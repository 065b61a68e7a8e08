//! # Event subscriber trait.
//!
//! [`Subscribe`] is the extension point for plugging custom observers
//! (metrics, audit trails, dashboards) into a service tree.
//!
//! Each subscriber gets:
//! - a **dedicated worker task** draining its own bounded queue,
//! - **panic isolation**: a panicking subscriber never takes the tree down,
//! - **overflow-by-drop**: a slow subscriber loses events, others are
//!   unaffected.

use async_trait::async_trait;

use crate::events::Event;

/// Receives tree events on a dedicated worker with a bounded queue.
///
/// ## Rules
/// - `on_event()` runs on the subscriber's worker, never on the publisher.
/// - Events arrive in publish order (per-subscriber FIFO).
/// - Handle errors internally; panics are caught and logged.
#[async_trait]
pub trait Subscribe: Send + Sync + 'static {
    /// Processes a single event.
    async fn on_event(&self, event: &Event);

    /// Subscriber name for logs. Keep short ("metrics", "audit").
    fn name(&self) -> &'static str {
        std::any::type_name::<Self>()
    }

    /// Queue capacity for this subscriber. When the queue is full, new events
    /// are dropped for this subscriber only.
    fn queue_capacity(&self) -> usize {
        1024
    }
}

★ ★ ★ ★

WHAT THE TASK ASKS:
Your answer should be the records above, set down exactly.

ANSWER AREA:
repository 065b61a68e7a8e08
//! # Event subscriber trait.
//!
//! [`Subscribe`] is the extension point for plugging custom observers
//! (metrics, audit trails, dashboards) into a service tree.
//!
//! Each subscriber gets:
//! - a **dedicated worker task** draining its own bounded queue,
//! - **panic isolation**: a panicking subscriber never takes the tree down,
//! - **overflow-by-drop**: a slow subscriber loses events, others are
//!   unaffected.

use async_trait::async_trait;

use crate::events::Event;

/// Receives tree events on a dedicated worker with a bounded queue.
///
/// ## Rules
/// - `on_event()` runs on the subscriber's worker, never on the publisher.
/// - Events arrive in publish order (per-subscriber FIFO).
/// - Handle errors internally; panics are caught and logged.
#[async_trait]
pub trait Subscribe: Send + Sync + 'static {
    /// Processes a single event.
    async fn on_event(&self, event: &Event);

    /// Subscriber name for logs. Keep short ("metrics", "audit").
    fn name(&self) -> &'static str {
        std::any::type_name::<Self>()
    }

    /// Queue capacity for this subscriber. When the queue is full, new events
    /// are dropped for this subscriber only.
    fn queue_capacity(&self) -> usize {
        1024
    }
}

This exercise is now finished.